Eines der Ziele Hildesheimers war es ja, die bis dahin überkommene Mozart-Rezeption als das zu entlarven, was sie tatsächlich war: eine meist völlig unkritische Übernahme von Aussagen aus Leuten seiner Bekanntschaft und Verwandtschaft, insbesondere seiner Witwe Constanze. Aussagen, die allesamt Jahre und Jahrzehnte nach Mozarts Tod getroffen wurden, als dieser unterdessen weltberühmt war; Aussagen, die ganz eindeutig dazu dienten, an der Legende ‘Mozart’ zu stricken, wobei man sich selber als (meist sehr wichtigen) Teil dieser Legende mit einband, dabei sowohl Mozart wie sich selber natürlich im besten Licht darstellend. Diese Form von Rezeption ist heute zumindest bei wissenschaftlichen Publikationen verpönt; eine Kritik daran tönt aus diesem Grund im Jahr 2020 banal, war es aber zumindest bis in die Mitte der 1950er ganz sicher nicht.

Habent sua fata libelli.

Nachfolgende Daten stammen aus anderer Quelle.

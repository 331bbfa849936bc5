//! EventBus service for domain notifications.
//!
//! Services publish what happened (votes recorded, teams formed, workspace
//! mutations) to a broadcast channel; interested consumers such as
//! notification fan-out or the CLI subscribe. Every event gets a sequence
//! number in publish order.

use chrono::{DateTime, Utc};
use serde::{Deserialize, Serialize};
use std::sync::atomic::{AtomicU64, Ordering};
use tokio::sync::broadcast;
use uuid::Uuid;

/// Unique identifier for an event.
#[derive(Debug, Clone, Copy, PartialEq, Eq, Hash, Serialize, Deserialize)]
pub struct EventId(pub Uuid);

impl EventId {
    pub fn new() -> Self {
        Self(Uuid::new_v4())
    }
}

impl Default for EventId {
    fn default() -> Self {
        Self::new()
    }
}

impl std::fmt::Display for EventId {
    fn fmt(&self, f: &mut std::fmt::Formatter<'_>) -> std::fmt::Result {
        write!(f, "{}", self.0)
    }
}

/// Monotonically increasing sequence number assigned by EventBus.
#[derive(Debug, Clone, Copy, PartialEq, Eq, PartialOrd, Ord, Hash, Serialize, Deserialize)]
pub struct SequenceNumber(pub u64);

impl std::fmt::Display for SequenceNumber {
    fn fmt(&self, f: &mut std::fmt::Formatter<'_>) -> std::fmt::Result {
        write!(f, "{}", self.0)
    }
}

/// Event severity level.
#[derive(Debug, Clone, Copy, PartialEq, Eq, Serialize, Deserialize)]
#[serde(rename_all = "lowercase")]
pub enum EventSeverity {
    Info,
    Warning,
}

/// Event category for filtering and routing.
#[derive(Debug, Clone, Copy, PartialEq, Eq, Serialize, Deserialize)]
#[serde(rename_all = "lowercase")]
pub enum EventCategory {
    Voting,
    Team,
    Workspace,
}

impl std::fmt::Display for EventCategory {
    fn fmt(&self, f: &mut std::fmt::Formatter<'_>) -> std::fmt::Result {
        match self {
            Self::Voting => write!(f, "voting"),
            Self::Team => write!(f, "team"),
            Self::Workspace => write!(f, "workspace"),
        }
    }
}

/// Kind of change applied to a team workspace.
#[derive(Debug, Clone, Copy, PartialEq, Eq, Serialize, Deserialize)]
#[serde(rename_all = "snake_case")]
pub enum WorkspaceChange {
    Created,
    Updated,
    Renamed,
    Removed,
}

/// Event payloads.
#[derive(Debug, Clone, PartialEq, Serialize, Deserialize)]
#[serde(tag = "type", content = "data")]
pub enum EventPayload {
    VoteRecorded {
        problem_id: Uuid,
        voter_id: Uuid,
        votes: usize,
    },
    VotingClosed {
        problem_id: Uuid,
        votes: usize,
    },
    TeamFormed {
        team_id: Uuid,
        problem_id: Uuid,
        leader_id: Uuid,
        member_ids: Vec<Uuid>,
    },
    /// Link-back to the problem or a member profile failed after the team was saved
    TeamLinkFailed {
        team_id: Uuid,
        target_id: Uuid,
        error: String,
    },
    TeamStatusChanged {
        team_id: Uuid,
        from: String,
        to: String,
    },
    WorkspaceMutated {
        team_id: Uuid,
        change: WorkspaceChange,
        node_ids: Vec<Uuid>,
    },
}

impl EventPayload {
    fn classify(&self) -> (EventCategory, EventSeverity) {
        match self {
            Self::VoteRecorded { .. } | Self::VotingClosed { .. } => {
                (EventCategory::Voting, EventSeverity::Info)
            }
            Self::TeamFormed { .. } | Self::TeamStatusChanged { .. } => {
                (EventCategory::Team, EventSeverity::Info)
            }
            Self::TeamLinkFailed { .. } => (EventCategory::Team, EventSeverity::Warning),
            Self::WorkspaceMutated { .. } => (EventCategory::Workspace, EventSeverity::Info),
        }
    }
}

/// Event envelope.
#[derive(Debug, Clone, Serialize, Deserialize)]
pub struct DomainEvent {
    pub id: EventId,
    pub sequence: SequenceNumber,
    pub timestamp: DateTime<Utc>,
    pub severity: EventSeverity,
    pub category: EventCategory,
    pub payload: EventPayload,
}

/// Configuration for the EventBus.
#[derive(Debug, Clone)]
pub struct EventBusConfig {
    /// Channel capacity for the broadcast channel.
    pub channel_capacity: usize,
}

impl Default for EventBusConfig {
    fn default() -> Self {
        Self {
            channel_capacity: 1024,
        }
    }
}

/// Central event bus for broadcasting domain events to multiple consumers.
pub struct EventBus {
    sender: broadcast::Sender<DomainEvent>,
    sequence: AtomicU64,
}

impl Default for EventBus {
    fn default() -> Self {
        Self::new(EventBusConfig::default())
    }
}

impl EventBus {
    pub fn new(config: EventBusConfig) -> Self {
        let (sender, _) = broadcast::channel(config.channel_capacity.max(1));
        Self {
            sender,
            sequence: AtomicU64::new(0),
        }
    }

    /// Publish an event and return the sequence number it was given.
    pub fn publish(&self, payload: EventPayload) -> SequenceNumber {
        let sequence = SequenceNumber(self.sequence.fetch_add(1, Ordering::SeqCst));
        let (category, severity) = payload.classify();
        let event = DomainEvent {
            id: EventId::new(),
            sequence,
            timestamp: Utc::now(),
            severity,
            category,
            payload,
        };

        // No subscribers is not an error
        let _ = self.sender.send(event);
        sequence
    }

    /// Receive every event published from now on.
    pub fn subscribe(&self) -> broadcast::Receiver<DomainEvent> {
        self.sender.subscribe()
    }

    /// Sequence number the next event will receive.
    pub fn current_sequence(&self) -> SequenceNumber {
        SequenceNumber(self.sequence.load(Ordering::SeqCst))
    }

    pub fn subscriber_count(&self) -> usize {
        self.sender.receiver_count()
    }
}

#[cfg(test)]
mod tests {
    use super::*;

    #[tokio::test]
    async fn test_event_bus_sequence_assignment() {
        let bus = EventBus::default();
        assert_eq!(bus.current_sequence().0, 0);

        let mut rx = bus.subscribe();
        let problem_id = Uuid::new_v4();

        bus.publish(EventPayload::VoteRecorded {
            problem_id,
            voter_id: Uuid::new_v4(),
            votes: 1,
        });
        let first = rx.recv().await.unwrap();
        assert_eq!(first.sequence.0, 0);
        assert_eq!(first.category, EventCategory::Voting);

        bus.publish(EventPayload::VotingClosed { problem_id, votes: 6 });
        let second = rx.recv().await.unwrap();
        assert_eq!(second.sequence.0, 1);

        assert_eq!(bus.current_sequence().0, 2);
    }

    #[test]
    fn test_publish_without_subscribers() {
        let bus = EventBus::default();
        let seq = bus.publish(EventPayload::WorkspaceMutated {
            team_id: Uuid::new_v4(),
            change: WorkspaceChange::Created,
            node_ids: vec![Uuid::new_v4()],
        });
        assert_eq!(seq.0, 0);
        assert_eq!(bus.subscriber_count(), 0);
    }

    #[test]
    fn test_link_failure_is_a_warning() {
        let payload = EventPayload::TeamLinkFailed {
            team_id: Uuid::new_v4(),
            target_id: Uuid::new_v4(),
            error: "boom".to_string(),
        };
        assert_eq!(payload.classify(), (EventCategory::Team, EventSeverity::Warning));
    }

    #[test]
    fn test_payload_serializes_with_type_tag() {
        let payload = EventPayload::VotingClosed {
            problem_id: Uuid::nil(),
            votes: 6,
        };
        let json = serde_json::to_value(&payload).unwrap();
        assert_eq!(json["type"], "VotingClosed");
        assert_eq!(json["data"]["votes"], 6);
    }
}
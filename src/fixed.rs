//! Fixed-point coordinate types.
//!
//! All geometry inside the scan converter is carried as 16.16 fixed point
//! ([`Fixed`]), so incremental slope accumulation is exact and identical on
//! every platform. Outline vertices cross into the converter as 26.6
//! subpixel values ([`SubpixelPoint`]); floating point appears only at the
//! public API boundary.

use core::ops::{Add, AddAssign, Mul, Neg, Sub, SubAssign};

// ============================================================================
// 16.16 fixed point
// ============================================================================

/// Number of fractional bits in a [`Fixed`] value.
pub const FIXED_SHIFT: u32 = 16;
/// One in 16.16 fixed point.
pub const FIXED_SCALE: i32 = 1 << FIXED_SHIFT;

/// A 16.16 fixed-point coordinate.
///
/// Multiplication widens to 64 bits and truncates with an arithmetic right
/// shift. Conversions and the additive operators saturate at the
/// representable range instead of wrapping, which keeps the numeric edge
/// cases total: feeding extreme coordinates produces clamped geometry, not
/// a panic.
#[derive(Debug, Clone, Copy, Default, PartialEq, Eq, PartialOrd, Ord)]
pub struct Fixed(i32);

impl Fixed {
    pub const ZERO: Fixed = Fixed(0);
    pub const HALF: Fixed = Fixed(1 << (FIXED_SHIFT - 1));
    pub const ONE: Fixed = Fixed(FIXED_SCALE);

    /// Wraps a raw 16.16 bit pattern.
    #[inline]
    pub const fn from_raw(raw: i32) -> Self {
        Fixed(raw)
    }

    /// The raw 16.16 bit pattern.
    #[inline]
    pub const fn raw(self) -> i32 {
        self.0
    }

    /// Narrows a widened 16.16 intermediate, clamping at the representable
    /// range.
    #[inline]
    pub fn saturating_from_raw(raw: i64) -> Self {
        Fixed(raw.clamp(i32::MIN as i64, i32::MAX as i64) as i32)
    }

    #[inline]
    pub fn from_int(v: i32) -> Self {
        Fixed::saturating_from_raw((v as i64) << FIXED_SHIFT)
    }

    /// Integer part, rounded toward negative infinity.
    #[inline]
    pub const fn to_int(self) -> i32 {
        self.0 >> FIXED_SHIFT
    }

    /// Converts from floating point, truncating toward zero and clamping at
    /// the representable range.
    #[inline]
    pub fn from_f64(v: f64) -> Self {
        Fixed((v * FIXED_SCALE as f64) as i32)
    }

    #[inline]
    pub fn to_f64(self) -> f64 {
        self.0 as f64 / FIXED_SCALE as f64
    }

    /// Multiplies by a plain integer (a scanline count), widened and
    /// saturated.
    #[inline]
    pub fn mul_int(self, n: i32) -> Self {
        Fixed::saturating_from_raw(self.0 as i64 * n as i64)
    }
}

impl Add for Fixed {
    type Output = Fixed;
    #[inline]
    fn add(self, rhs: Fixed) -> Fixed {
        Fixed(self.0.saturating_add(rhs.0))
    }
}

impl AddAssign for Fixed {
    #[inline]
    fn add_assign(&mut self, rhs: Fixed) {
        *self = *self + rhs;
    }
}

impl Sub for Fixed {
    type Output = Fixed;
    #[inline]
    fn sub(self, rhs: Fixed) -> Fixed {
        Fixed(self.0.saturating_sub(rhs.0))
    }
}

impl SubAssign for Fixed {
    #[inline]
    fn sub_assign(&mut self, rhs: Fixed) {
        *self = *self - rhs;
    }
}

impl Neg for Fixed {
    type Output = Fixed;
    #[inline]
    fn neg(self) -> Fixed {
        Fixed(self.0.saturating_neg())
    }
}

impl Mul for Fixed {
    type Output = Fixed;
    #[inline]
    fn mul(self, rhs: Fixed) -> Fixed {
        Fixed::saturating_from_raw((self.0 as i64 * rhs.0 as i64) >> FIXED_SHIFT)
    }
}

// ============================================================================
// 26.6 subpixel points
// ============================================================================

/// Number of fractional bits in subpixel (26.6) outline coordinates.
pub const SUBPIXEL_SHIFT: u32 = 6;
/// One pixel in 26.6 subpixel units.
pub const SUBPIXEL_SCALE: i64 = 1 << SUBPIXEL_SHIFT;
/// Left shift that widens a 26.6 value to 16.16.
pub const SUBPIXEL_TO_FIXED_SHIFT: u32 = FIXED_SHIFT - SUBPIXEL_SHIFT;

/// A point in 26.6 subpixel coordinates, the vertex format at the edge-merge
/// boundary.
///
/// Coordinates are stored widened to `i64` so that merge arithmetic can form
/// intermediate sums without overflow before the final saturating narrow.
#[derive(Debug, Clone, Copy, Default, PartialEq, Eq)]
pub struct SubpixelPoint {
    pub x: i64,
    pub y: i64,
}

impl SubpixelPoint {
    #[inline]
    pub const fn new(x: i64, y: i64) -> Self {
        Self { x, y }
    }

    /// Quantizes pixel coordinates onto the 26.6 grid, truncating toward
    /// zero.
    #[inline]
    pub fn from_f64(x: f64, y: f64) -> Self {
        Self {
            x: (x * SUBPIXEL_SCALE as f64) as i64,
            y: (y * SUBPIXEL_SCALE as f64) as i64,
        }
    }
}

/// Widens a 26.6 subpixel coordinate to 16.16 fixed point.
#[inline]
pub fn fixed_from_subpixel(v: i64) -> Fixed {
    Fixed::saturating_from_raw(v << SUBPIXEL_TO_FIXED_SHIFT)
}

// ============================================================================
// Tests
// ============================================================================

Hildesheimers Mozart war lange Zeit eines meiner Lieblingsbücher. Dennoch habe ich es wohl vor einem Vierteljahrhundert zum letzten Mal gelesen. Nun ist es mir kürzlich bei einer Umräumaktion unter meinen Büchern wieder in die Hände gefallen. Fast automatisch legte ich es auf den Stapel der auszusortierenden Bücher. Dann aber sagte ich mir, dass ich es zumindest noch einmal lesen wolle, um meinen heutigen Eindruck mit meinen Erinnerungen zu vergleichen.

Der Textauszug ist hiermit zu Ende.